### The input
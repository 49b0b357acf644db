//! PostgreSQL backend over a single `tokio_postgres::Client`.
//!
//! Implements both the adapter and the manager capability so it can back
//! the pagination builder directly and be registered into a
//! `ConnectionManager`.
use std::error::Error as StdError;
use std::fmt;
use std::time::Instant;

use anyhow::Result;
use async_trait::async_trait;
use chrono::{DateTime, NaiveDate, NaiveDateTime, NaiveTime, Utc};
use serde_json::{json, Value};
use thiserror::Error;
use tokio_postgres::{types::Type, Client, Row as PgRow};

use super::adapter::{DatabaseAdapter, DatabaseManager, SqlFormatter};
use super::query::{QueryResult, Row};
use crate::dialect::Dialect;

/// Categorized error types for SQL query failures.
#[derive(Debug, Clone, PartialEq)]
pub enum ErrorCategory {
    /// Syntax errors (SQLSTATE 42601, 42000)
    Syntax,
    /// Semantic errors (missing table/column, ambiguous reference)
    Semantic,
    /// Execution/runtime errors (division by zero, constraint violation)
    Execution,
    Transaction,
    Connection,
    Unknown,
}

impl fmt::Display for ErrorCategory {
    fn fmt(&self, f: &mut fmt::Formatter<'_>) -> fmt::Result {
        match self {
            ErrorCategory::Syntax => write!(f, "Syntax Error"),
            ErrorCategory::Semantic => write!(f, "Semantic Error"),
            ErrorCategory::Execution => write!(f, "Execution Error"),
            ErrorCategory::Transaction => write!(f, "Transaction Error"),
            ErrorCategory::Connection => write!(f, "Connection Error"),
            ErrorCategory::Unknown => write!(f, "Error"),
        }
    }
}

/// Database error with the context PostgreSQL reports alongside it.
#[derive(Debug, Clone, Error)]
#[error("{category}: {message}")]
pub struct BackendError {
    pub category: ErrorCategory,
    /// SQLSTATE code, empty for non-database errors
    pub code: String,
    pub message: String,
    pub detail: Option<String>,
    pub hint: Option<String>,
    /// 1-based (line, column) of the error position within the statement
    pub location: Option<(usize, usize)>,
}

impl BackendError {
    pub fn from_pg_error(err: &tokio_postgres::Error, sql: &str) -> Self {
        let Some(db_err) = err.as_db_error() else {
            let category = if err.source().is_some() {
                ErrorCategory::Connection
            } else {
                ErrorCategory::Unknown
            };
            return BackendError {
                category,
                code: String::new(),
                message: err.to_string(),
                detail: err.source().map(|e| e.to_string()),
                hint: None,
                location: None,
            };
        };

        let code = db_err.code().code().to_string();
        let location = db_err.position().and_then(|p| match p {
            tokio_postgres::error::ErrorPosition::Original(pos) => {
                Some(byte_offset_to_line_col(sql, *pos as usize))
            }
            tokio_postgres::error::ErrorPosition::Internal { .. } => None,
        });

        BackendError {
            category: categorize_sqlstate(&code),
            code,
            message: db_err.message().to_string(),
            detail: db_err.detail().map(|s| s.to_string()),
            hint: db_err.hint().map(|s| s.to_string()),
            location,
        }
    }

    /// Multi-line message suitable for showing to a user or an LLM.
    pub fn display_full(&self) -> String {
        let mut lines = vec![format!("{}: {}", self.category, self.message)];

        if let Some((line, col)) = self.location {
            lines.push(format!("  at line {}, column {}", line, col));
        }
        if !self.code.is_empty() {
            lines.push(format!("  SQLSTATE: {}", self.code));
        }
        if let Some(detail) = &self.detail {
            lines.push(format!("  Detail: {}", detail));
        }
        if let Some(hint) = &self.hint {
            lines.push(format!("  Hint: {}", hint));
        }

        lines.join("\n")
    }
}

/// Convert a 1-based byte offset into 1-based (line, column).
fn byte_offset_to_line_col(query: &str, byte_pos: usize) -> (usize, usize) {
    if byte_pos == 0 || query.is_empty() {
        return (1, 1);
    }
    let target = (byte_pos - 1).min(query.len());
    let mut line = 1usize;
    let mut col = 1usize;
    for (i, ch) in query.char_indices() {
        if i >= target {
            break;
        }
        if ch == '\n' {
            line += 1;
            col = 1;
        } else {
            col += 1;
        }
    }
    (line, col)
}

fn categorize_sqlstate(code: &str) -> ErrorCategory {
    if code.len() < 2 {
        return ErrorCategory::Unknown;
    }
    match &code[..2] {
        "42" => {
            if code == "42601" || code == "42000" {
                ErrorCategory::Syntax
            } else {
                ErrorCategory::Semantic
            }
        }
        "22" | "23" | "53" | "54" | "55" | "57" => ErrorCategory::Execution,
        "25" | "40" => ErrorCategory::Transaction,
        "08" => ErrorCategory::Connection,
        _ => ErrorCategory::Unknown,
    }
}

pub struct PostgresBackend {
    client: Client,
}

impl PostgresBackend {
    pub fn new(client: Client) -> Self {
        Self { client }
    }

    pub fn client(&self) -> &Client {
        &self.client
    }

    async fn execute(&self, sql: &str) -> QueryResult {
        let start = Instant::now();
        let sql_trimmed = sql.trim();

        match self.client.query(sql_trimmed, &[]).await {
            Ok(rows) => {
                tracing::debug!(
                    rows = rows.len(),
                    elapsed_ms = start.elapsed().as_millis() as u64,
                    "query completed"
                );
                QueryResult::ok(rows.iter().map(row_to_json).collect())
            }
            Err(e) => {
                let err = BackendError::from_pg_error(&e, sql_trimmed);
                tracing::debug!(code = %err.code, "query failed: {}", err.message);
                QueryResult::failure(err.display_full())
            }
        }
    }
}

impl SqlFormatter for PostgresBackend {
    fn escape_identifier(&self, identifier: &str) -> String {
        Dialect::PostgreSql.quote_identifier(identifier)
    }
}

#[async_trait]
impl DatabaseAdapter for PostgresBackend {
    async fn query(
        &self,
        _connection_id: &str,
        sql: &str,
        _session_id: Option<&str>,
    ) -> Result<QueryResult> {
        Ok(self.execute(sql).await)
    }
}

#[async_trait]
impl DatabaseManager for PostgresBackend {
    async fn query(
        &self,
        _connection_id: &str,
        sql: &str,
        _session_id: Option<&str>,
    ) -> Result<QueryResult> {
        Ok(self.execute(sql).await)
    }

    async fn connection_dialect(&self, _connection_id: &str) -> Option<String> {
        Some(Dialect::PostgreSql.id().to_string())
    }
}

fn row_to_json(row: &PgRow) -> Row {
    row.columns()
        .iter()
        .enumerate()
        .map(|(i, col)| (col.name().to_string(), extract_value(row, i, col.type_())))
        .collect()
}

fn extract_value(row: &PgRow, idx: usize, pg_type: &Type) -> Value {
    fn get<'a, T>(row: &'a PgRow, idx: usize) -> Option<T>
    where
        T: tokio_postgres::types::FromSql<'a>,
    {
        row.try_get::<_, Option<T>>(idx).ok().flatten()
    }

    let value = match *pg_type {
        Type::BOOL => get::<bool>(row, idx).map(Value::Bool),
        Type::INT2 => get::<i16>(row, idx).map(|v| json!(v)),
        Type::INT4 => get::<i32>(row, idx).map(|v| json!(v)),
        Type::INT8 => get::<i64>(row, idx).map(|v| json!(v)),
        Type::FLOAT4 => get::<f32>(row, idx).map(|v| json!(v)),
        Type::FLOAT8 => get::<f64>(row, idx).map(|v| json!(v)),
        Type::TEXT | Type::VARCHAR | Type::NAME | Type::CHAR | Type::BPCHAR => {
            get::<String>(row, idx).map(Value::String)
        }
        Type::BYTEA => get::<Vec<u8>>(row, idx).map(|b| json!(format!("[{} bytes]", b.len()))),
        Type::DATE => get::<NaiveDate>(row, idx).map(|d| json!(d.to_string())),
        Type::TIME => get::<NaiveTime>(row, idx).map(|t| json!(t.to_string())),
        Type::TIMESTAMP => get::<NaiveDateTime>(row, idx).map(|dt| json!(dt.to_string())),
        Type::TIMESTAMPTZ => get::<DateTime<Utc>>(row, idx).map(|dt| json!(dt.to_rfc3339())),
        Type::JSON | Type::JSONB => get::<Value>(row, idx),
        _ => get::<String>(row, idx).map(Value::String),
    };
    value.unwrap_or(Value::Null)
}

### What you need to do
Show each line of the material above where "push" occurs.

### Answer to this problem
            lines.push(format!("  at line {}, column {}", line, col));
            lines.push(format!("  SQLSTATE: {}", self.code));
            lines.push(format!("  Detail: {}", detail));
            lines.push(format!("  Hint: {}", hint));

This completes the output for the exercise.